A construção de Brasília saiu do papel em 16 de março de 1957, quando foi anunciado o projeto vencedor do Plano Piloto. A data marcou a contagem regressiva para a inauguração, em 21 de abril de 1960, por vários motivos. O principal deles está explicado na frase de Darcy Ribeiro: “Deus estava de bom humor quando juntou no mesmo tempo e espaço quatro brasileiros especiais: Juscelino Kubitschek, Oscar Niemeyer, Israel Pinheiro e Lucio Costa”. A autoridade moral, o respeito profissional e firmeza política de cada um deles transfiguraram na força que moveu as montanhas da burocracia e plantou uma cidade-capital em apenas 1.112 dias.

Para tornar o sonho realidade, dois milagres aconteceram. Primeiro milagre: houve um presidente da República que vislumbrou algo muito além do simples cumprimento de uma determinação constitucional — a mudança da Capital para o Planalto Central — e tomou uma atitude firme, bancando um ato de implicações políticas, geográficas, econômicas e culturais jamais vistas. Sim, no dizer de Josué Montello: “JK recolheu o desafio durante um comício numa praça pública de Jataí-GO e fez desse desafio um compromisso para ser saldado na plenitude da liberdade de um regime democrático”.
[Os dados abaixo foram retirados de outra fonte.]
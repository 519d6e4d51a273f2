use axum::Router;
use utoipa::OpenApi;
use utoipa_swagger_ui::SwaggerUi;

use crate::{services::documentation::ApiDoc, state::SharedState};

/// Path under which the interactive API browser is mounted.
const DOCS_PATH: &str = "/docs";
/// Path serving the raw OpenAPI JSON document.
const OPENAPI_PATH: &str = "/api-doc/openapi.json";

/// Mount the interactive API browser and the OpenAPI document it renders.
pub fn router(state: SharedState) -> Router<SharedState> {
    Router::from(SwaggerUi::new(DOCS_PATH).url(OPENAPI_PATH, ApiDoc::openapi())).with_state(state)
}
Segundo milagre: um gênio brasileiro inventou sozinho uma cidade. Concebeu uma capital-monumento. Planejou uma nova forma de viver e um novo jeito de conviver. Deus, muito brasileiro, deixou o arquiteto e urbanista Lucio Costa forjar a história da mais bela obra de intervenção geopolítica do Brasil moderno.

Em 16 de março de 1957, uma comissão julgadora, sob a presidência de Israel Pinheiro, anunciou a vitória do projeto de Lucio Costa entre os 26 apresentados. A comissão era formada por seis técnicos. Três estrangeiros: Willian Holford (inglês), André Sive (francês) e o norte-americano Stamos Papadaki. E três brasileiros: Oscar Niemeyer (Novacap), Paulo Antunes Ribeiro (IAB) e Luiz Hildebrando Horta Barbosa (Clube de Engenharia).
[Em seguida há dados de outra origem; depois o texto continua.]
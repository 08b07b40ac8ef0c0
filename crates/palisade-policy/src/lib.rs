//! # palisade-policy: Policy model, loader, and evaluator
//!
//! Turns a declarative, versioned JSON policy into deterministic allow/deny
//! decisions with a traceable rationale.
//!
//! ## Architecture
//!
//! ```text
//! ┌─────────────────────────────────────────────┐
//! │  Policy document (JSON bytes)                │
//! └─────────────────┬───────────────────────────┘
//!                   │  loader: strict, closed-world
//!                   ▼
//! ┌─────────────────────────────────────────────┐
//! │  Policy { id, version, rules[] }             │
//! │  (immutable, rule order preserved)           │
//! └─────────────────┬───────────────────────────┘
//!                   │  evaluator: full scan,
//!                   │  deny-overrides, deny-by-default
//!                   ▼
//! ┌─────────────────────────────────────────────┐
//! │  AuthorizationDecision                       │
//! │  - decision (allow/deny)                     │
//! │  - reason                                    │
//! │  - matched rule ids (listing order)          │
//! └─────────────────────────────────────────────┘
//! ```
//!
//! Matching is intentionally narrow: exact action and resource-type
//! equality, plus subset-equality on three flat predicate maps. There are
//! no wildcards, ranges, regexes, or nested attribute paths.
//!
//! ## Example
//!
//! ```
//! use palisade_policy::{
//!     AuthorizationRequest, Decision, Reason, Resource, Subject, claims, evaluate,
//!     load_policy_from_str,
//! };
//!
//! let policy = load_policy_from_str(r#"{
//!     "id": "reports",
//!     "version": "1",
//!     "rules": [{
//!         "id": "r1",
//!         "effect": "allow",
//!         "actions": ["read"],
//!         "resource_type": "report",
//!         "subject_claims": {"role": "analyst"}
//!     }]
//! }"#)?;
//!
//! let request = AuthorizationRequest::new(
//!     Subject::new("u1").with_claims(claims([("role", "analyst")])),
//!     "read",
//!     Resource::new("report"),
//! );
//!
//! let decision = evaluate(&request, &policy);
//! assert_eq!(decision.decision, Decision::Allow);
//! assert_eq!(decision.reason, Reason::MatchedAllow);
//! assert_eq!(decision.matched_rule_ids, vec!["r1"]);
//! # Ok::<(), palisade_policy::LoadError>(())
//! ```

pub mod evaluator;
pub mod loader;
pub mod policy;
pub mod request;
pub mod value;

pub use evaluator::{
    AuthorizationDecision, Decision, Reason, evaluate, rule_matches, subset_match,
};
pub use loader::{LoadError, load_policy_from_file, load_policy_from_slice, load_policy_from_str};
pub use policy::{Effect, Policy, PolicyRule};
pub use request::{AuthorizationRequest, Resource, Subject};
pub use value::{ClaimValue, Claims, claims};
#![no_main]

use libfuzzer_sys::fuzz_target;
use palisade_policy::{Effect, LoadError, load_policy_from_slice};

// Arbitrary bytes must either decode into a well-formed policy or fail with
// one of the two document error kinds. The loader never panics and never
// reports an I/O error for in-memory input.
fuzz_target!(|data: &[u8]| {
    match load_policy_from_slice(data) {
        Ok(policy) => {
            for rule in policy.rules() {
                assert!(
                    !rule.actions().is_empty(),
                    "accepted rule `{}` has no actions",
                    rule.id()
                );
                assert!(matches!(rule.effect(), Effect::Allow | Effect::Deny));
            }
        }
        Err(err) => {
            assert!(
                matches!(
                    err,
                    LoadError::MalformedSyntax { .. } | LoadError::SchemaViolation { .. }
                ),
                "unexpected error kind for in-memory input: {}",
                err.kind()
            );
        }
    }
});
O projeto vencedor de Lucio Costa atendia os fundamentos do concurso. Assim, o Brasil e o mundo conheciam, há 60 anos, a Memória descritiva do Plano Piloto. Lucio Costa começava assim seu trabalho épico: “Desejo inicialmente desculpar-me perante a direção da Companhia Urbanizadora e da comissão julgadora do concurso pela apresentação do partido aqui sugerido para a nova capital, e também justificar-me. Não pretendia competir e, na verdade, não concorro — apenas me desvencilho de uma solução possível, que não foi procurada, mas surgiu, por assim dizer, já pronta. Compareço, não como técnico devidamente aparelhado, pois nem sequer disponho de escritório, mas como simples maquisard do urbanismo, que não pretende prosseguir no desenvolvimento da ideia apresentada senão eventualmente, na qualidade de mero consultor”.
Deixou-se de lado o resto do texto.